Justin Trudeau is very much the face of this government, and why not? He is the Liberal franchise, and they know it. Other prime ministers might have preferred to ration their public appearances, for fear of overexposure. Not this one. He is everywhere, on every magazine cover, in every news cycle, opening this and announcing that, offering here a hug and there a Cook’s tour of quantum mechanics. Occasionally he even shows up in Parliament.
But while Trudeau, dimpled of smile and tousled of hair, seems the embodiment of eternal youth, his rapidly aging government is the portrait in the attic, on which all the lines and pockmarks of ethical decay are visited.
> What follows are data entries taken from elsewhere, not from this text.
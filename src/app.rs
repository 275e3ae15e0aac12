use leptos::prelude::*;
use leptos_router::components::*;
use leptos_router::path;
use wasm_bindgen_futures::spawn_local;

use crate::commands::{self, User};
use crate::components::sidebar::Sidebar;
use crate::pages::history::HistoryPage;
use crate::pages::home::HomePage;
use crate::pages::login::LoginPage;
use crate::pages::prediction::PredictionPage;
use crate::pages::status::StatusPage;
use crate::theme::{apply_theme, ThemeContext, THEME_PREFERENCE};

/// Signed-in user shared by every page.
#[derive(Clone, Copy)]
pub struct AuthContext {
    pub user: ReadSignal<Option<User>>,
    pub set_user: WriteSignal<Option<User>>,
}

/// Pending message from the backend (service unavailable, history reset).
#[derive(Clone, Copy)]
pub struct NoticeContext {
    pub notice: ReadSignal<Option<String>>,
    pub set_notice: WriteSignal<Option<String>>,
}

impl NoticeContext {
    /// Pull the next queued notice, if any, into the banner.
    pub fn refresh(&self) {
        let set_notice = self.set_notice;
        spawn_local(async move {
            if let Ok(Some(notice)) = commands::take_service_notice().await {
                set_notice.set(Some(notice));
            }
        });
    }
}

#[component]
pub fn App() -> impl IntoView {
    let (theme, set_theme) = signal(String::from("system"));
    provide_context(ThemeContext { theme, set_theme });

    let (user, set_user) = signal::<Option<User>>(None);
    provide_context(AuthContext { user, set_user });

    let (notice, set_notice) = signal::<Option<String>>(None);
    let notices = NoticeContext { notice, set_notice };
    provide_context(notices);

    // Restore theme and signed-in user, then show any startup notice
    Effect::new(move |_| {
        spawn_local(async move {
            if let Ok(Some(saved)) = commands::get_preference(THEME_PREFERENCE).await {
                set_theme.set(saved);
            }
            if let Ok(current) = commands::current_user().await {
                set_user.set(current);
            }
        });
        notices.refresh();
    });

    Effect::new(move |_| {
        let t = theme.get();
        apply_theme(&t);
    });

    view! {
        <Router>
            <div class="app-layout">
                <Sidebar />
                <main class="content">
                    <Show when=move || notice.get().is_some()>
                        <div class="notice-banner">
                            <span>{move || notice.get().unwrap_or_default()}</span>
                            <button
                                class="btn btn-small btn-secondary"
                                on:click=move |_| {
                                    set_notice.set(None);
                                    notices.refresh();
                                }
                            >
                                "Dismiss"
                            </button>
                        </div>
                    </Show>
                    <Routes fallback=|| view! { <p>"Page not found"</p> }>
                        <Route path=path!("/") view=HomePage />
                        <Route path=path!("/predict") view=PredictionPage />
                        <Route path=path!("/history") view=HistoryPage />
                        <Route path=path!("/login") view=LoginPage />
                        <Route path=path!("/status") view=StatusPage />
                    </Routes>
                </main>
            </div>
        </Router>
    }
}
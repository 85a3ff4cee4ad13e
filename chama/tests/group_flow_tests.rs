/*
SPDX-FileCopyrightText: Copyright 2026 LG Electronics Inc.
SPDX-License-Identifier: MIT
*/

//! End-to-end flow over the file-backed store: register, project, advance,
//! reopen.

use tempfile::TempDir;

use chama::config::GroupConfig;
use chama::dashboard::Dashboard;
use chama::member::MemberId;
use chama::rotation::recipient_for;
use chama::schedule::{project, EntryStatus, DEFAULT_HORIZON_CYCLES};
use chama::store::{FileStore, PeriodStore, RosterStore, StoreError};

#[test]
fn register_advance_and_reopen() {
    let dir = TempDir::new().unwrap();
    let path = dir.path().join("state.json");

    {
        let mut store = FileStore::open(&path).unwrap();
        for (name, contact) in [("A", "a@x.org"), ("B", "b@x.org"), ("C", "c@x.org")] {
            store.register(name, contact).unwrap();
        }
        for _ in 0..3 {
            store.advance_period().unwrap();
        }
    }

    let store = FileStore::open(&path).unwrap();
    assert_eq!(store.current_period(), 4);

    let current = recipient_for(4, store.members()).unwrap();
    assert_eq!(current.name, "A");

    let entries = project(4, store.members(), DEFAULT_HORIZON_CYCLES).unwrap();
    assert_eq!(entries.len(), 9);
    assert!(entries[..3].iter().all(|e| e.status == EntryStatus::Received));
    assert_eq!(entries[3].status, EntryStatus::Current);
    assert_eq!(entries[3].recipient_id, MemberId(1));
    assert!(entries[4..].iter().all(|e| e.status == EntryStatus::Scheduled));

    // every member was credited once for periods 1..=3
    assert!(store.members().iter().all(|m| m.periods_received == 1));
}

#[test]
fn late_registration_extends_rotation() {
    let dir = TempDir::new().unwrap();
    let mut store = FileStore::open(dir.path().join("state.json")).unwrap();
    store.register("A", "a@x.org").unwrap();
    store.register("B", "b@x.org").unwrap();
    store.advance_period().unwrap(); // period 2 → B

    let joined = store.register("C", "c@x.org").unwrap();
    assert_eq!(joined.id, MemberId(3));
    assert_eq!(recipient_for(3, store.members()).unwrap().name, "C");
    assert_eq!(project(2, store.members(), 1).unwrap().len(), 3);
}

#[test]
fn duplicate_registration_is_refused_and_not_persisted() {
    let dir = TempDir::new().unwrap();
    let path = dir.path().join("state.json");

    let mut store = FileStore::open(&path).unwrap();
    store.register("A", "a@x.org").unwrap();
    let err = store.register("A again", "A@X.ORG").unwrap_err();
    assert!(matches!(err, StoreError::DuplicateContact { .. }));

    let reopened = FileStore::open(&path).unwrap();
    assert_eq!(reopened.members().len(), 1);
}

#[test]
fn seeded_demo_group_dashboard() {
    let dir = TempDir::new().unwrap();
    let mut store = FileStore::open(dir.path().join("state.json")).unwrap();
    store.seed_demo().unwrap();

    let cfg = GroupConfig::default_config();
    let dashboard =
        Dashboard::build(&store, &cfg, cfg.horizon_cycles, Some("alicek.@jobil.com")).unwrap();

    assert_eq!(dashboard.rows.len(), 30);
    assert_eq!(dashboard.current_recipient.as_ref().unwrap().name, "Alice K.");
    assert_eq!(dashboard.rows[10].recipient_name, "Alice K.");
    assert_eq!(dashboard.rows[10].cycle, 2);

    let text = dashboard.render();
    assert!(text.contains("Welcome, Alice K."));
    assert!(text.contains("Juma T. (Member ID: 10)"));
}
The face on television may bespeak a commitment to idealism and honesty, transparency and fairness, but the government behind it has already amassed a record of cynicism, deception, secrecy and cronyism that for most governments would take years.
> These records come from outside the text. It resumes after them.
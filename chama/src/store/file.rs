/*
SPDX-FileCopyrightText: Copyright 2026 LG Electronics Inc.
SPDX-License-Identifier: MIT
*/

//! JSON-file backed group store.
//!
//! The whole [`GroupState`] is rewritten after every mutation.  Writes go to a
//! sibling `*.tmp` file first and are renamed over the target, so a crash
//! mid-write leaves the previous state intact.
//!
//! ```json
//! {
//!   "members": [
//!     { "id": 1, "name": "Alice K.", "contact": "alicek.@jobil.com", "periods_received": 0 }
//!   ],
//!   "current_period": 1
//! }
//! ```

use std::fs;
use std::path::{Path, PathBuf};

use tracing::{debug, info};

use super::{GroupState, PeriodStore, RosterStore, StoreError};
use crate::member::Member;

/// Group store persisted to a single JSON file.
#[derive(Debug)]
pub struct FileStore {
    path: PathBuf,
    state: GroupState,
}

impl FileStore {
    /// Open the state file at `path`.
    ///
    /// A missing file is not an error: the store starts empty at period 1 and
    /// the file is created on the first mutation.
    ///
    /// # Errors
    /// Returns an error if the file exists but cannot be read, is not valid
    /// JSON, or violates a roster invariant (see [`GroupState::validate`]).
    pub fn open(path: impl Into<PathBuf>) -> Result<Self, StoreError> {
        let path = path.into();

        let state = if path.exists() {
            let content = fs::read_to_string(&path).map_err(|source| StoreError::Io {
                path: path.clone(),
                source,
            })?;
            let state: GroupState =
                serde_json::from_str(&content).map_err(|source| StoreError::Json {
                    path: path.clone(),
                    source,
                })?;
            state.validate()?;
            info!(
                path = %path.display(),
                members = state.members.len(),
                period = state.current_period,
                "Loaded group state"
            );
            state
        } else {
            info!(path = %path.display(), "No state file yet, starting a new group");
            GroupState::default()
        };

        Ok(Self { path, state })
    }

    /// Path of the backing file.
    pub fn path(&self) -> &Path {
        &self.path
    }

    /// Apply `f` to a copy of the state, persist the copy, then commit it.
    ///
    /// If either step fails the in-memory state is left untouched.
    fn mutate<T>(
        &mut self,
        f: impl FnOnce(&mut GroupState) -> Result<T, StoreError>,
    ) -> Result<T, StoreError> {
        let mut next = self.state.clone();
        let out = f(&mut next)?;
        self.persist(&next)?;
        self.state = next;
        Ok(out)
    }

    fn persist(&self, state: &GroupState) -> Result<(), StoreError> {
        let io_err = |source: std::io::Error| StoreError::Io {
            path: self.path.clone(),
            source,
        };

        if let Some(dir) = self.path.parent().filter(|d| !d.as_os_str().is_empty()) {
            fs::create_dir_all(dir).map_err(io_err)?;
        }

        let json = serde_json::to_string_pretty(state).map_err(|source| StoreError::Json {
            path: self.path.clone(),
            source,
        })?;

        let mut tmp = self.path.clone().into_os_string();
        tmp.push(".tmp");
        let tmp = PathBuf::from(tmp);

        fs::write(&tmp, json).map_err(io_err)?;
        fs::rename(&tmp, &self.path).map_err(io_err)?;

        debug!(path = %self.path.display(), "Persisted group state");
        Ok(())
    }
}

impl RosterStore for FileStore {
    fn members(&self) -> &[Member] {
        &self.state.members
    }

    fn register(&mut self, name: &str, contact: &str) -> Result<Member, StoreError> {
        self.mutate(|s| s.register(name, contact))
    }

    fn seed_demo(&mut self) -> Result<usize, StoreError> {
        self.mutate(|s| s.seed_demo())
    }
}

impl PeriodStore for FileStore {
    fn current_period(&self) -> u64 {
        self.state.current_period
    }

    fn advance_period(&mut self) -> Result<u64, StoreError> {
        let next = self.mutate(|s| s.advance())?;
        info!(period = next, "Advanced period");
        Ok(next)
    }
}

// ── Tests ─────────────────────────────────────────────────────────────────────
Take, as a current example, the Saudi arms deal. That the Liberals are willing to sell $15 billion worth of gun-mounted armoured vehicles to one of the world’s most repressive regimes may be put down to the exigencies of state: the Saudis are, after all, our allies, at least in the Middle Eastern sense of the word. That they did so in apparent violation of federal law may be dismissed as a matter of interpretation. Perhaps, as the government says, it would have been too costly to cancel the deal. Perhaps it would have been better never to have signed it.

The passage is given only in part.